● EXERCISE
Sort through the data and copy the lines holding the word "shown".

● DATA EXTRACT

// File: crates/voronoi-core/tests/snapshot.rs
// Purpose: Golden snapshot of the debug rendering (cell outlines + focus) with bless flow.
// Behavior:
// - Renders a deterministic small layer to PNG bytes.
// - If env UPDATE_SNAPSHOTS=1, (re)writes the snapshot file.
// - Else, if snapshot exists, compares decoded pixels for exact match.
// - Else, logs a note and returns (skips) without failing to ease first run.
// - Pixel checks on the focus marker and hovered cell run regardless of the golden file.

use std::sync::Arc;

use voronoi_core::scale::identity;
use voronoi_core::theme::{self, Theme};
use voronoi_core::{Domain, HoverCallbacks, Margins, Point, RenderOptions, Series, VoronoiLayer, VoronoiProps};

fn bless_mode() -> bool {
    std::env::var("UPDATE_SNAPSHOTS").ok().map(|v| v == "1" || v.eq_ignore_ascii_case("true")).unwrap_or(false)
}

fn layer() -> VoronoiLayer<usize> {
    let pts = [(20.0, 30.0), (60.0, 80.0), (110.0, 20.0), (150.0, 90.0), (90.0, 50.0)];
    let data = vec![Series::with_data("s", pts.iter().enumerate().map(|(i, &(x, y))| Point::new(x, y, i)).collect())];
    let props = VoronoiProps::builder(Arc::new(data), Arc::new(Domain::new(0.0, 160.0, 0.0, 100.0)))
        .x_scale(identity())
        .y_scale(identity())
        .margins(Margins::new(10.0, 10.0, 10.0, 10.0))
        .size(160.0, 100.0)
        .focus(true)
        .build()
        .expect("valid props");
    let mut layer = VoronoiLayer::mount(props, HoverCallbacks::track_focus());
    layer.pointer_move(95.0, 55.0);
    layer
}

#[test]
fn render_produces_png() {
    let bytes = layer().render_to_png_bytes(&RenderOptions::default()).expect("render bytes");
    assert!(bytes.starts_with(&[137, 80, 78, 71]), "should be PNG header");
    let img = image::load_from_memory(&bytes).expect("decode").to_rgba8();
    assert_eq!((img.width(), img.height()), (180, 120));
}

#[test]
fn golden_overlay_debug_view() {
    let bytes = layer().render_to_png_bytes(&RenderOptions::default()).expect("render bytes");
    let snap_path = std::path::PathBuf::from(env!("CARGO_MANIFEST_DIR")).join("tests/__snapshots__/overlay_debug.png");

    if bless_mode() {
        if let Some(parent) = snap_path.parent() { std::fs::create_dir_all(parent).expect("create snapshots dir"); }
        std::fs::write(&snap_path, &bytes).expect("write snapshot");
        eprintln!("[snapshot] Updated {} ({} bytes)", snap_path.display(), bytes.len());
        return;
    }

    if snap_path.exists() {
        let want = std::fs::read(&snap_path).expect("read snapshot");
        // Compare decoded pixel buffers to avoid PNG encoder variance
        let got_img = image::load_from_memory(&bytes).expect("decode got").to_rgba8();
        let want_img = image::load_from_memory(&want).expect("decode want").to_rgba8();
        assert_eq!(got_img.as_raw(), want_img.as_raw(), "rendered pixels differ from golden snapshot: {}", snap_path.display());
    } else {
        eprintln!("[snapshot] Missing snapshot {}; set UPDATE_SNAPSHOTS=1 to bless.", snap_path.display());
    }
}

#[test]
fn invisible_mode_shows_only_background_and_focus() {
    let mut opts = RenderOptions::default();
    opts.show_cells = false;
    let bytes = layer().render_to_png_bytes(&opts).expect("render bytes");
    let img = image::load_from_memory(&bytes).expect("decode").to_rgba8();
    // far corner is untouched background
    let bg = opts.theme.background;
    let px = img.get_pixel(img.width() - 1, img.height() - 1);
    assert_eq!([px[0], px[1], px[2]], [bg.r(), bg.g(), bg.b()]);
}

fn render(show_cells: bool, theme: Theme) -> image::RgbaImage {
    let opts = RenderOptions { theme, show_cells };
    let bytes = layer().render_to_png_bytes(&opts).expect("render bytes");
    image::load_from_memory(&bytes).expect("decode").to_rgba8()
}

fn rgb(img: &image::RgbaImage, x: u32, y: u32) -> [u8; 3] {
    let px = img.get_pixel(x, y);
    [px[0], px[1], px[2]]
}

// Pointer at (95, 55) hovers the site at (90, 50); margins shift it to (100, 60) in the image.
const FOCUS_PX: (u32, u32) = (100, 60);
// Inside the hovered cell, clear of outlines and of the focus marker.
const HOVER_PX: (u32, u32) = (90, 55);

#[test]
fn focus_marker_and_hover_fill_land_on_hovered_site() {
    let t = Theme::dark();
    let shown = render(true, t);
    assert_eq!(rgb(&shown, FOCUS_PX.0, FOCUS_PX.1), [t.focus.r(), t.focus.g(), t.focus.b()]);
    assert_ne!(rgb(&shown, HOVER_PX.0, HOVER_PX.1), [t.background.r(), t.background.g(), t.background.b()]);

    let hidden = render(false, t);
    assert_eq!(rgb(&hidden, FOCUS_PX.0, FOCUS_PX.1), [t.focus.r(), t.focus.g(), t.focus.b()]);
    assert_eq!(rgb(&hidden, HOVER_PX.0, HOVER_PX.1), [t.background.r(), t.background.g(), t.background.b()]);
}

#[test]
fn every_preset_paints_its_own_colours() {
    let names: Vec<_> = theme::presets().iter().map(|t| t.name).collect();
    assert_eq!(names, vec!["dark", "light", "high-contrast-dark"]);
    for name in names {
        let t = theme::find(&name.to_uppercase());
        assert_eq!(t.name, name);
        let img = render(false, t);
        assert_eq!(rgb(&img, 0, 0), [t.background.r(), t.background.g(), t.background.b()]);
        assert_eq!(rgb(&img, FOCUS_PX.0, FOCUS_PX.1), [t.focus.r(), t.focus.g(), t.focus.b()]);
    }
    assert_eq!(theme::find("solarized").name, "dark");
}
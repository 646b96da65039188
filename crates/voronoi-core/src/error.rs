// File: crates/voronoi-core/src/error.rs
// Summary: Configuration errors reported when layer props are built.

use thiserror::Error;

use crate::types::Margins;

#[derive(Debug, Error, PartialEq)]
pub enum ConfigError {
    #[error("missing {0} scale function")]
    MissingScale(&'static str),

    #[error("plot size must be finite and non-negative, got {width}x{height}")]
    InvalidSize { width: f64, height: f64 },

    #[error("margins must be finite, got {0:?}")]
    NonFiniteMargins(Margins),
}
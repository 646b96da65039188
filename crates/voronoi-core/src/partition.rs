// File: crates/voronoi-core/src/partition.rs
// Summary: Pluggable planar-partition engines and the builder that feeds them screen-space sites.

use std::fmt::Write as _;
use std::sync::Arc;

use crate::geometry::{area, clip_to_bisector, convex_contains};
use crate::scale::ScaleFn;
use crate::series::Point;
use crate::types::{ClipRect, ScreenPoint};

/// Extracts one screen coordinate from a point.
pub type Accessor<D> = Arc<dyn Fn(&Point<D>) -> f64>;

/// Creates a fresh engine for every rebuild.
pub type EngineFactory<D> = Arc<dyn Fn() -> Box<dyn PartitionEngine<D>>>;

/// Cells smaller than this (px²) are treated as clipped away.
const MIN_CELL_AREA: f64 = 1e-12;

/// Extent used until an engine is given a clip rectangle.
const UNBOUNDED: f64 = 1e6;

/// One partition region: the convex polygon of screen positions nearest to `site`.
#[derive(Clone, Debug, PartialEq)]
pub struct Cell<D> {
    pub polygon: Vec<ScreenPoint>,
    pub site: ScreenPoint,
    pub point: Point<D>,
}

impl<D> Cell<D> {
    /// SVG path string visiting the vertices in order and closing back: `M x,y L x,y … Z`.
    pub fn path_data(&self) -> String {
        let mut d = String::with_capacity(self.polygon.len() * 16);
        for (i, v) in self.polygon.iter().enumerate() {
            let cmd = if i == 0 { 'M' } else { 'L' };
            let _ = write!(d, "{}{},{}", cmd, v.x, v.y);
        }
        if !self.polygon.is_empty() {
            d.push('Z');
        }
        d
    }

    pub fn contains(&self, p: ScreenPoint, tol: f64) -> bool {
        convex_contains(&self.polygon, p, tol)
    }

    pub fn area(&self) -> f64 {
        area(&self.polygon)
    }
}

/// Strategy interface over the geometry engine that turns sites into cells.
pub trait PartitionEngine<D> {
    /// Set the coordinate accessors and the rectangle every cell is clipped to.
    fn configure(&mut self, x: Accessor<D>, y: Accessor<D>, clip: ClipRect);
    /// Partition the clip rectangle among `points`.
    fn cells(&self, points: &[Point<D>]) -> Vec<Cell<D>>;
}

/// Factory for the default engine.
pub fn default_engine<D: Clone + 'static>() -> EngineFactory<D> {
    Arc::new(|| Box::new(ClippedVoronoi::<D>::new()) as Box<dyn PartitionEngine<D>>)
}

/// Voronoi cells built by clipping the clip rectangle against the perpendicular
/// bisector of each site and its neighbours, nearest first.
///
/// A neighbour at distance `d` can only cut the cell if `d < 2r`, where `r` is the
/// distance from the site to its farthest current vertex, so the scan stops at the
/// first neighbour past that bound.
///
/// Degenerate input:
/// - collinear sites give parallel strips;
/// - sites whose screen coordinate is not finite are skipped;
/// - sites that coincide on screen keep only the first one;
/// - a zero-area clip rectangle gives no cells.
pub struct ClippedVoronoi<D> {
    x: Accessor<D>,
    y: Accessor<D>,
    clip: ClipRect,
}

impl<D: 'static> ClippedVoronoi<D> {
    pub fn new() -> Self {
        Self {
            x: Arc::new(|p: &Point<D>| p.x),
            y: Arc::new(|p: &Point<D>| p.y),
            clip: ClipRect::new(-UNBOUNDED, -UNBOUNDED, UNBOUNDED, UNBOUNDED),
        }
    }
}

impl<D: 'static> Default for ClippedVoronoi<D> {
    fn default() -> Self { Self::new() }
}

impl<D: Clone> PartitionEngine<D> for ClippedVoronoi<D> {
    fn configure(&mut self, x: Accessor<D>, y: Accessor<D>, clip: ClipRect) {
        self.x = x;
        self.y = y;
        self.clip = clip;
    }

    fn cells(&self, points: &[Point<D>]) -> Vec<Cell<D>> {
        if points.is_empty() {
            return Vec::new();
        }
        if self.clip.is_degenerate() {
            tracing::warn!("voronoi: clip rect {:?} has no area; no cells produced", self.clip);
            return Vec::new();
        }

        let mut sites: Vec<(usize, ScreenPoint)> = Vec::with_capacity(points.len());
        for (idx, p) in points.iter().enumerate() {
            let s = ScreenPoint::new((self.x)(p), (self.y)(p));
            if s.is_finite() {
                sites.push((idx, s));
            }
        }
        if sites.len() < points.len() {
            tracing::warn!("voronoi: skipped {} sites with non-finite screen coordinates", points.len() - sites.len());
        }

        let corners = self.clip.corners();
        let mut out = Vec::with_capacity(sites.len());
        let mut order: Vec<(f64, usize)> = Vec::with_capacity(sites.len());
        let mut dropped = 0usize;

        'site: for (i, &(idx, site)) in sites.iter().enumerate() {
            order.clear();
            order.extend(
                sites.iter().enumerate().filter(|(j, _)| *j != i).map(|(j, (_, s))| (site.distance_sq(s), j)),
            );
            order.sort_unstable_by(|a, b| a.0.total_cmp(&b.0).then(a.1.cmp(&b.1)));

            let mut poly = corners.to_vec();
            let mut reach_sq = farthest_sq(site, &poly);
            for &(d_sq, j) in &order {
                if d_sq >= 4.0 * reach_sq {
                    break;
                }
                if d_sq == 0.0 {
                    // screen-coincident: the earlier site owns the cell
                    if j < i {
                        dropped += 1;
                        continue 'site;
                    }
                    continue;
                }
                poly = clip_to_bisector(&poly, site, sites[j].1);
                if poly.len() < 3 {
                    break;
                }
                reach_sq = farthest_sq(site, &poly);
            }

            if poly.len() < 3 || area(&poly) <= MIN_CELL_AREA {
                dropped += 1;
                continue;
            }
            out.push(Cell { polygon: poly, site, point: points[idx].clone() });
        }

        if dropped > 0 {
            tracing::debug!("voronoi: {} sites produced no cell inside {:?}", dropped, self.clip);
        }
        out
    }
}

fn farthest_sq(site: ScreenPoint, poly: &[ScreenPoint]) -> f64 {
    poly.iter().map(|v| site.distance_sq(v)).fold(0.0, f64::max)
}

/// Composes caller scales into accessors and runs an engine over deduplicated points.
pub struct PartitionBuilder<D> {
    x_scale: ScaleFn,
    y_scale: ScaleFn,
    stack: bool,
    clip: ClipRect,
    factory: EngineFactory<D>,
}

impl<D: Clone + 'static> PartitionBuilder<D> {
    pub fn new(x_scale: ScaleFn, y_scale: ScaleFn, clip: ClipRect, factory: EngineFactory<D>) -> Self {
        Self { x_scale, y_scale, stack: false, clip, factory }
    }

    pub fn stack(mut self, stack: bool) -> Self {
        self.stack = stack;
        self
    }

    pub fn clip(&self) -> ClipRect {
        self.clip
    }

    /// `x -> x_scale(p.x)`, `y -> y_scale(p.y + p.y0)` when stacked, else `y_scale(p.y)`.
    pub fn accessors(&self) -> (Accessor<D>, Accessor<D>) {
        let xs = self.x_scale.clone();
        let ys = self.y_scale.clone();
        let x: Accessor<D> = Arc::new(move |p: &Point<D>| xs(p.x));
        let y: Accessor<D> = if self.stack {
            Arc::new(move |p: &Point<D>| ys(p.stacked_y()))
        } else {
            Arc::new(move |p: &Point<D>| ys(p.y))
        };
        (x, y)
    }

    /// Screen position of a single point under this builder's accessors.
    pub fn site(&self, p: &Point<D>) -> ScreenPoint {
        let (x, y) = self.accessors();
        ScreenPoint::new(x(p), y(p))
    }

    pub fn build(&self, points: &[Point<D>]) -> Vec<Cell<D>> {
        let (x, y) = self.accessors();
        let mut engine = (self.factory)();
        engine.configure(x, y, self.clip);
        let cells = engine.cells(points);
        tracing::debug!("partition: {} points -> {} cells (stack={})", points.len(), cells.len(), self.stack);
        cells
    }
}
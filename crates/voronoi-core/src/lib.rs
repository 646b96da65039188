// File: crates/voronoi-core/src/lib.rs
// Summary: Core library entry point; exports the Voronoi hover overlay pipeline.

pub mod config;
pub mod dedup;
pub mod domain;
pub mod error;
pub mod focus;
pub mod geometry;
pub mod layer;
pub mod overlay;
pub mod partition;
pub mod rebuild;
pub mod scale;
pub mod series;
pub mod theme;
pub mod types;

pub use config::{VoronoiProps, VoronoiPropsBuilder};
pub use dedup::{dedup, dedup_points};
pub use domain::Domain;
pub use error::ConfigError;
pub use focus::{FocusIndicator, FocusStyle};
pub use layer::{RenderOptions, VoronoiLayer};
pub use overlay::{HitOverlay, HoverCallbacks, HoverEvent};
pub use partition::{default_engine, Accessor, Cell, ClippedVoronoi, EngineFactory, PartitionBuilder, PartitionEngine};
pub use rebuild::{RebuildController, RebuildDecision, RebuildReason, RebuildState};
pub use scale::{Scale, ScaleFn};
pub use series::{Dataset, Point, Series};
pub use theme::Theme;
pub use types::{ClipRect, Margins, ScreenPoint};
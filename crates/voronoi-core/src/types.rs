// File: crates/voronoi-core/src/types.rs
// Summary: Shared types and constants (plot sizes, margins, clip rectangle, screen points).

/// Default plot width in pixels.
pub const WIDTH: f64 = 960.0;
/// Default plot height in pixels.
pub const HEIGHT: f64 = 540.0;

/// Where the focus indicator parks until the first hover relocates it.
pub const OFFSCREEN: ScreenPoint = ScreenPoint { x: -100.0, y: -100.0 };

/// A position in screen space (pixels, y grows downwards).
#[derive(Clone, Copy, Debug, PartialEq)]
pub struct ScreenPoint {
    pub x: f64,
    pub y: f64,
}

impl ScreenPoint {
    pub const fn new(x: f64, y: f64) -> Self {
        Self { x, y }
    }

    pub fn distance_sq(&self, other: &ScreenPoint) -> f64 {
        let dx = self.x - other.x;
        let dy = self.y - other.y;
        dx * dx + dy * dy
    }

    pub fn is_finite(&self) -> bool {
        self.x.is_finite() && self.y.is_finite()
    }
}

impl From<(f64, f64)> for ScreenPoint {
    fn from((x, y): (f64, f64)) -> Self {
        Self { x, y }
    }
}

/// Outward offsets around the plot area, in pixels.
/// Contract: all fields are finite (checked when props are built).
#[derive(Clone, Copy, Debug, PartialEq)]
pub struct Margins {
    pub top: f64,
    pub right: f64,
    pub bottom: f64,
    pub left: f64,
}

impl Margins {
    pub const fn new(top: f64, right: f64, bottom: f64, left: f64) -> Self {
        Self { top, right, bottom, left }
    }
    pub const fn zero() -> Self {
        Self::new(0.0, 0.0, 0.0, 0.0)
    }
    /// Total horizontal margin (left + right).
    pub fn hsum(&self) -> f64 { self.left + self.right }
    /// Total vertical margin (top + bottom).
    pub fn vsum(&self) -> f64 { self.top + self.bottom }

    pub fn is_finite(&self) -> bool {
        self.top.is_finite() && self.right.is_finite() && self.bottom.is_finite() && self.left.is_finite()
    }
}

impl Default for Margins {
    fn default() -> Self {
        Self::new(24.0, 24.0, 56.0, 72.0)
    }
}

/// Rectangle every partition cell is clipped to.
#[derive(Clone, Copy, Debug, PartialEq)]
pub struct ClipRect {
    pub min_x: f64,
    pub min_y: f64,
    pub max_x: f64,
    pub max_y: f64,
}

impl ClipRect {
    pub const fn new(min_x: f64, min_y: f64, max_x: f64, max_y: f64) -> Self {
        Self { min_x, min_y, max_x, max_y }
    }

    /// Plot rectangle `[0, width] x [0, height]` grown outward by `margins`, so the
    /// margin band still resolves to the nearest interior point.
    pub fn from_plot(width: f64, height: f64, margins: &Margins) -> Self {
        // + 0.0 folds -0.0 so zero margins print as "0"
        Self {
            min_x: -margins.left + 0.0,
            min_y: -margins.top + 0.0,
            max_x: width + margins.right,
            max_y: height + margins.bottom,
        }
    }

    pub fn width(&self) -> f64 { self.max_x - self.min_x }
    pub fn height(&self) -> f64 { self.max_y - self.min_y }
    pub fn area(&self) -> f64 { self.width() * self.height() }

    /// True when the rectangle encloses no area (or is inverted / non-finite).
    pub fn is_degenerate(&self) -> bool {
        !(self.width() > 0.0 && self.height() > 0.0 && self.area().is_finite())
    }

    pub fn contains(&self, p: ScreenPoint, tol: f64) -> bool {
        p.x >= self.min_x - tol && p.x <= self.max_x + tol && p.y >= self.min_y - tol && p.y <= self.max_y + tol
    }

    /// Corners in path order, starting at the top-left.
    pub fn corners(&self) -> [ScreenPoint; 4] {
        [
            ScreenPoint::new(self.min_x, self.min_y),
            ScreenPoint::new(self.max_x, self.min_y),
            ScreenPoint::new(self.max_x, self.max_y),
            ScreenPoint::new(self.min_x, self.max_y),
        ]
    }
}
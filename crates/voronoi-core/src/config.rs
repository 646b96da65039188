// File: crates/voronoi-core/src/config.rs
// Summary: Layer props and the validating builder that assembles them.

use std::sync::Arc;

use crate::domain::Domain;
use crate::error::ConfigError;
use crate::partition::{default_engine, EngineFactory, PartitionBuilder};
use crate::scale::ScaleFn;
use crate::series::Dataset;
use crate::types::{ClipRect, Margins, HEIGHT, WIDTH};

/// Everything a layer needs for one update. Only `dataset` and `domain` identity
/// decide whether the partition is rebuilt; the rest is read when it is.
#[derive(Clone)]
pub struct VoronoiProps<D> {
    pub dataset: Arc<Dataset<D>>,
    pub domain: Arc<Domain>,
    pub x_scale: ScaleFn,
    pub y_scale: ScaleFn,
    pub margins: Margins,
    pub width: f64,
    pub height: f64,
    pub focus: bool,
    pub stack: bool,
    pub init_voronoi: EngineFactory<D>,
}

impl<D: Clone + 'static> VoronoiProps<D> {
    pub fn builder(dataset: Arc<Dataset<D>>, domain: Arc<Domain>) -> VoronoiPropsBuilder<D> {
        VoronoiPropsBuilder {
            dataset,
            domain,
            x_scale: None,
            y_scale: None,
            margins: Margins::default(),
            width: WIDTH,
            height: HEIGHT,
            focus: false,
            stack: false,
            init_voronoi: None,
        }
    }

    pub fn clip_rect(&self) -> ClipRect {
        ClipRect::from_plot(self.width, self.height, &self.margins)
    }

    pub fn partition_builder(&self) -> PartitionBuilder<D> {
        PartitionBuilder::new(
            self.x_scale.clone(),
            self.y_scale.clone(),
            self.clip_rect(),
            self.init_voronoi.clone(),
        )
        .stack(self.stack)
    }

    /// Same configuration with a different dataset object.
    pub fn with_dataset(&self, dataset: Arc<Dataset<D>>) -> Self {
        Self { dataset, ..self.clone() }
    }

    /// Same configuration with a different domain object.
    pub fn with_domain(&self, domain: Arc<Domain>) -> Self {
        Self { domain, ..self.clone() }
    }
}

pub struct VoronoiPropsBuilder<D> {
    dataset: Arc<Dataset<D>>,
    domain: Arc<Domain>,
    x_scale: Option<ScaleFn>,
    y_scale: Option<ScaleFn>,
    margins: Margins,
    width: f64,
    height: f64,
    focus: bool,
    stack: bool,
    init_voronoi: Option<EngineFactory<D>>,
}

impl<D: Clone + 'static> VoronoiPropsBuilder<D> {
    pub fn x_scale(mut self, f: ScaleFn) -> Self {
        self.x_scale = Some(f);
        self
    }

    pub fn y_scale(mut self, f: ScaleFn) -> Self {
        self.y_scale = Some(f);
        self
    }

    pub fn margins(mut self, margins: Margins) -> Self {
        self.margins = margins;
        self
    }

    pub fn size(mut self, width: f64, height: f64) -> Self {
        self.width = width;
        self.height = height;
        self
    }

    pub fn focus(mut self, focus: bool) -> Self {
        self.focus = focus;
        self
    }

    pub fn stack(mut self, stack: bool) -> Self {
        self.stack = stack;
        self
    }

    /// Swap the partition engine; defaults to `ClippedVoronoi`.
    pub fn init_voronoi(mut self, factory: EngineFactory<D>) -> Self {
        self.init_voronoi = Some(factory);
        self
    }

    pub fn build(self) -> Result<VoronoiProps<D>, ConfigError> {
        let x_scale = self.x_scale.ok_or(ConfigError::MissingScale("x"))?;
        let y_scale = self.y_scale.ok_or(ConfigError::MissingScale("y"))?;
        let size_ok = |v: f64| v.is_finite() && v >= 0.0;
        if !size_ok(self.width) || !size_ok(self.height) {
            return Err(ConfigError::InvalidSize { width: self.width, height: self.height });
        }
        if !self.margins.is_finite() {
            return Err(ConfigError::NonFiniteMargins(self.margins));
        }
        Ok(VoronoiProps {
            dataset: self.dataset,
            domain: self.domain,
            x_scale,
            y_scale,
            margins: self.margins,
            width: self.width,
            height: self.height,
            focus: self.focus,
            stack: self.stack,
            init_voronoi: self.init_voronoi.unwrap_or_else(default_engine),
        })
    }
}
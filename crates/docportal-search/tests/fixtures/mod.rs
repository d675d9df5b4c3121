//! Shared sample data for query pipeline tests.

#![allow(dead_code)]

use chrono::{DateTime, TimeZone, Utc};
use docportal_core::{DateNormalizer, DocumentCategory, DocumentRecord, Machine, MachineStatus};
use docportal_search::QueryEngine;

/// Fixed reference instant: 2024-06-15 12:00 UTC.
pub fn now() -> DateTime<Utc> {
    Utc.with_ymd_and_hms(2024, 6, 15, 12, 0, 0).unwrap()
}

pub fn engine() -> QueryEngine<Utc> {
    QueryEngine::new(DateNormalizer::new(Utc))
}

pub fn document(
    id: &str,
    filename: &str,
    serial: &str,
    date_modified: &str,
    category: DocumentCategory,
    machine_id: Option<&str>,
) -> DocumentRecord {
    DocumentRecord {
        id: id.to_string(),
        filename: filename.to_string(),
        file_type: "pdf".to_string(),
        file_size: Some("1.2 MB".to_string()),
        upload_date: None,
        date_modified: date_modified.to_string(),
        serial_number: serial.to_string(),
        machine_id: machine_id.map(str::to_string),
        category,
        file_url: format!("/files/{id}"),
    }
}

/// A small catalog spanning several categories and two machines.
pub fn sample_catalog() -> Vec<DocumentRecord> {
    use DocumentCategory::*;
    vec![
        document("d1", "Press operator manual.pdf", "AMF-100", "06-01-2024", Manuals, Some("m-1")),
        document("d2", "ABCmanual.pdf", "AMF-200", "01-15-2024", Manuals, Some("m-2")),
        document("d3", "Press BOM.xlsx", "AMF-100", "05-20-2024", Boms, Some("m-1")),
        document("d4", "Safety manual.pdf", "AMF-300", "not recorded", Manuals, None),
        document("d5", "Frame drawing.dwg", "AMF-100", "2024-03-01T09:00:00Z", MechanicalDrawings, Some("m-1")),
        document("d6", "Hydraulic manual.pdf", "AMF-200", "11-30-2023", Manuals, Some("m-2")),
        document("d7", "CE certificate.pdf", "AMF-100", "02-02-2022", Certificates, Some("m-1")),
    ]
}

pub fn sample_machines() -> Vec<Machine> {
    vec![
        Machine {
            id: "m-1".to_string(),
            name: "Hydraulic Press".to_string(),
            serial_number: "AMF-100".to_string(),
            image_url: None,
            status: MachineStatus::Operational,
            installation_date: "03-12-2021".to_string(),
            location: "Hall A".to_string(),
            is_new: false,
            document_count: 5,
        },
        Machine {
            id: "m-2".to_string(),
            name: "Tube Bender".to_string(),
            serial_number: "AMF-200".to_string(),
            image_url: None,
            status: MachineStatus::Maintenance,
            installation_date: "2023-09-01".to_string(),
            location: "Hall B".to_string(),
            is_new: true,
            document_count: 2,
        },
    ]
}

● TASK RESULT
    let shown = render(true, t);
    assert_eq!(rgb(&shown, FOCUS_PX.0, FOCUS_PX.1), [t.focus.r(), t.focus.g(), t.focus.b()]);
    assert_ne!(rgb(&shown, HOVER_PX.0, HOVER_PX.1), [t.background.r(), t.background.g(), t.background.b()]);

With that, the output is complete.